Note that you need to be careful what kind of data you pass via GET requests since the payload is visible in the URL, as you can see in the output above. copyright www.7zhao.net

Making POST Requests

HTTP POST requests are opposite of the GET requests as it is meant for sending data to a server as opposed to retrieving it. Although, POST requests can also receive data within the response, just like GET requests.

欢迎访问www.7zhao.net

Instead of using the get() method, we need to use the post() method. For passing an argument, we can pass it inside the data parameter: 本文来自去找www.7zhao.net

import requests

payload = {'user_name': 'admin', 'password': 'password'}  
r = requests.post("http://httpbin.org/post", data=payload)  
print(r.url)  
print(r.text) 

copyright www.7zhao.net

Output: www.7zhao.net

http://httpbin.org/post  
{"args":{},"data":"","files":{},"form":{"password":"password","user_name":"admin"},"headers":{"Accept":"*/*","Accept-Encoding":"gzip, deflate","Connection":"close","Content-Length":"33","Content-Type":"application/x-www-form-urlencoded","Host":"httpbin.org","User-Agent":"python-requests/2.9.1"},"json":null,"origin":"103.9.74.222","url":"http://httpbin.org/post"} 本文来自去找www.7zhao.net 

The data will be "form-encoded" by default. You can also pass more complicated header requests like a tuple if multiple values have same key, a string instead of a dictionary, or a multipart encoded file.

欢迎访问www.7zhao.net

Sending Files with POST

Sometimes we need to send one or more files simultaneously to the server. For example, if a user is submitting a form and the form includes different form-fields for uploading files, like user profile picture, user resume, etc. Requests can handle multiple files on a single request. This can be achieved by putting the files to a list of tuples, like below: 欢迎访问www.7zhao.net

import requests

url = 'http://httpbin.org/post'  
file_list = [  
    ('image', ('image1.jpg', open('image1.jpg', 'rb'), 'image/png')),
    ('image', ('image2.jpg', open('image2.jpg', 'rb'), 'image/png'))
]

r = requests.post(url, files=file_list)  
print(r.text) 
www.7zhao.net

The tuples containing the files' information are in the form (field_name, file_info) . copyright www.7zhao.net

Other HTTP Request Types

Similar to GET and POST, we can perform other HTTP requests like PUT, DELETE, HEAD, and OPTIONS using the requests library, like below:

www.7zhao.net

import requests

requests.put('url', data={'key': 'value'})  
requests.delete('url')  
requests.head('url')  
requests.options('url') 
欢迎访问www.7zhao.net

Handling Redirections

Redirection in HTTP means forwarding the network request to a different URL. For example, if we make a request to " ", it will redirect to " " using a . 欢迎访问www.7zhao.net

import requests

r = requests.post("http://www.github.com")  
print(r.url)  
print(r.history)  
print(r.status_code) 

copyright www.7zhao.net

Output: copyright www.7zhao.net

https://github.com/  
[<Response [301]>, <Response [301]>]
200 去找(www.7zhao.net欢迎您 

As you can see the redirection process is automatically handled by requests , so you don't need to deal with it yourself.

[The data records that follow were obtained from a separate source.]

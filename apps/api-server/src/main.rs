//! # Quill API Server
//!
//! The main entry point for the Actix-web HTTP server.

use std::sync::Arc;

use actix_web::{App, HttpServer, web};
use tracing_actix_web::TracingLogger;

use quill_core::ports::{PasswordService, TokenService};
use quill_infra::{Argon2PasswordService, JwtTokenService};

mod config;
mod handlers;
mod middleware;
mod state;
mod telemetry;

#[cfg(test)]
mod tests;

use config::AppConfig;
use middleware::rate_limit::TrustForwardedFor;
use state::{AppState, Repositories};
use telemetry::{TelemetryConfig, init_telemetry};

#[actix_web::main]
async fn main() -> std::io::Result<()> {
    // Load .env file if present
    dotenvy::dotenv().ok();

    init_telemetry(&TelemetryConfig::from_env());

    let config = AppConfig::from_env();

    tracing::info!("Starting Quill API Server on {}:{}", config.host, config.port);

    let passwords: Arc<dyn PasswordService> = Arc::new(Argon2PasswordService::new());
    let tokens: Arc<dyn TokenService> = Arc::new(JwtTokenService::new(config.jwt.clone()));

    let repos = Repositories::from_config(&config).await?;
    let state = AppState::new(repos, passwords, tokens.clone());

    #[cfg(feature = "rate-limit")]
    let rate_limiter: Arc<dyn quill_core::ports::RateLimiter> = Arc::new(
        quill_infra::InMemoryRateLimiter::new(config.auth_rate_limit.clone()),
    );

    let trust_forwarded_for = config.trust_forwarded_for;
    if trust_forwarded_for {
        tracing::info!("Rate limits keyed on forwarded client addresses");
    }

    HttpServer::new(move || {
        let app = App::new()
            .wrap(TracingLogger::default())
            .app_data(web::Data::new(state.clone()))
            .app_data(web::Data::new(tokens.clone()));

        #[cfg(feature = "rate-limit")]
        let app = app.app_data(web::Data::new(rate_limiter.clone()));

        let app = if trust_forwarded_for {
            app.app_data(web::Data::new(TrustForwardedFor))
        } else {
            app
        };

        app.configure(handlers::configure_routes)
    })
    .bind((config.host.as_str(), config.port))?
    .run()
    .await
}
#[actix_web::test]
async fn test_auth_failures() {
    let app = test_app!();
    register!(app, "alice");

    let duplicate = test::TestRequest::post()
        .uri("/api/auth/register")
        .set_json(json!({
            "username": "alice2",
            "email": "alice@example.com",
            "password": "password123",
        }))
        .to_request();
    let resp = test::call_service(&app, duplicate).await;
    assert_eq!(resp.status(), StatusCode::BAD_REQUEST);

    let wrong_password = test::TestRequest::post()
        .uri("/api/auth/login")
        .set_json(json!({ "email": "alice@example.com", "password": "wrong-password" }))
        .to_request();
    let resp = test::call_service(&app, wrong_password).await;
    assert_eq!(resp.status(), StatusCode::UNAUTHORIZED);
    let body: Value = test::read_body_json(resp).await;
    assert_eq!(body["detail"], "Invalid credentials");

    let no_token = test::TestRequest::get().uri("/api/auth/user").to_request();
    let resp = test::call_service(&app, no_token).await;
    assert_eq!(resp.status(), StatusCode::UNAUTHORIZED);

    let garbage = test::TestRequest::get()
        .uri("/api/auth/user")
        .insert_header((AUTH_TOKEN_HEADER, "not.a.token"))
        .to_request();
    let resp = test::call_service(&app, garbage).await;
    assert_eq!(resp.status(), StatusCode::UNAUTHORIZED);
}

#[actix_web::test]
async fn test_malformed_json_is_bad_request() {
    let app = test_app!();

    let req = test::TestRequest::post()
        .uri("/api/auth/login")
        .insert_header(("content-type", "application/json"))
        .set_payload("{\"email\":")
        .to_request();
    let resp = test::call_service(&app, req).await;

    assert_eq!(resp.status(), StatusCode::BAD_REQUEST);
    let body: Value = test::read_body_json(resp).await;
    assert_eq!(body["status"], 400);
}

#[actix_web::test]
async fn test_post_lifecycle() {
    let app = test_app!();
    let token = register!(app, "alice");

    let anonymous = test::TestRequest::post()
        .uri("/api/posts")
        .set_json(json!({ "title": "Nope", "content": "x" }))
        .to_request();
    let resp = test::call_service(&app, anonymous).await;
    assert_eq!(resp.status(), StatusCode::UNAUTHORIZED);

    let post = create_post!(app, token, "Hello, World!");
    assert_eq!(post["slug"], "hello-world");
    assert_eq!(post["author"]["username"], "alice");

    let req = test::TestRequest::get().uri("/api/posts").to_request();
    let listed: Value = test::call_and_read_body_json(&app, req).await;
    assert_eq!(listed.as_array().unwrap().len(), 1);

    let req = test::TestRequest::get()
        .uri("/api/posts/user")
        .insert_header((AUTH_TOKEN_HEADER, token.as_str()))
        .to_request();
    let mine: Value = test::call_and_read_body_json(&app, req).await;
    assert_eq!(mine[0]["id"], post["id"]);

    let req = test::TestRequest::put()
        .uri(&format!("/api/posts/{}", post["id"].as_str().unwrap()))
        .insert_header((AUTH_TOKEN_HEADER, token.as_str()))
        .set_json(json!({ "title": "Renamed", "content": "New body", "tags": ["rust"] }))
        .to_request();
    let updated: Value = test::call_and_read_body_json(&app, req).await;
    assert_eq!(updated["slug"], "renamed");
    assert_eq!(updated["tags"], json!(["rust"]));
}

The history property contains the list of all response objects created to complete the redirection. In our example, two Response objects were created with the 301 response code. HTTP 301 and 302 responses are used for permanent and temporary redirection, respectively. 去找(www.7zhao.net欢迎您

If you don't want the Requests library to automatically follow redirects, then you can disable it by passing the allow_redirects=False parameter along with the request.

copyright www.7zhao.net

Handling Timeouts

Another important configuration is telling our library how to handle timeouts, or requests that take too long to return. We can configure requests to stop waiting for a network requests using the timeout parameter. By default, requests will not timeout. So, if we don't configure this property, our program may hang indefinitely, which is not the functionality you'd want in a process that keeps a user waiting.

欢迎访问www.7zhao.net

import requests

requests.get('http://www.google.com', timeout=1) 去找(www.7zhao.net欢迎您 

Here, an exception will be thrown if the server will not respond back within 1 second (which is still aggressive for a real-world application). To get this to fail more often (for the sake of an example), you need to set the timeout limit to a much smaller value, like 0.001.

去找(www.7zhao.net欢迎您

The timeout can be configured for both the "connect" and "read" operations of the request using a tuple, which allows you to specify both values separately: 去找(www.7zhao.net欢迎您

import requests

requests.get('http://www.google.com', timeout=(5, 14)) 
本文来自去找www.7zhao.net

Here, the "connect" timeout is 5 seconds and "read" timeout is 14 seconds. This will allow your request to fail much more quicklly if it can't connect to the resource, and if it does connect then it will give it more time to download the data.

内容来自www.7zhao.net

Cookies and Custom Headers

We have seen previously how to access headers using the headers property. Similarly, we can access cookies from a response using the cookies property. 本文来自去找www.7zhao.net

For example, the below example shows how to access a cookie with name cookie_name :

本文来自去找www.7zhao.net

import requests

r = requests.get('http://www.examplesite.com')  
r.cookies['cookie_name'] 内容来自www.7zhao.net 

We can also send custom cookies to the server by providing a dictionary to the cookies parameter in our GET request. 本文来自去找www.7zhao.net

import requests

custom_cookie = {'cookie_name': 'cookie_value'}  
r = requests.get('http://www.examplesite.com/cookies', cookies=custom_cookie) 欢迎访问www.7zhao.net 

Cookies can also be passed in a object. This allows you to provide cookies for a different path.

内容来自www.7zhao.net

import requests

jar = requests.cookies.RequestsCookieJar()  
jar.set('cookie_one', 'one', domain='httpbin.org', path='/cookies')  
jar.set('cookie_two', 'two', domain='httpbin.org', path='/other')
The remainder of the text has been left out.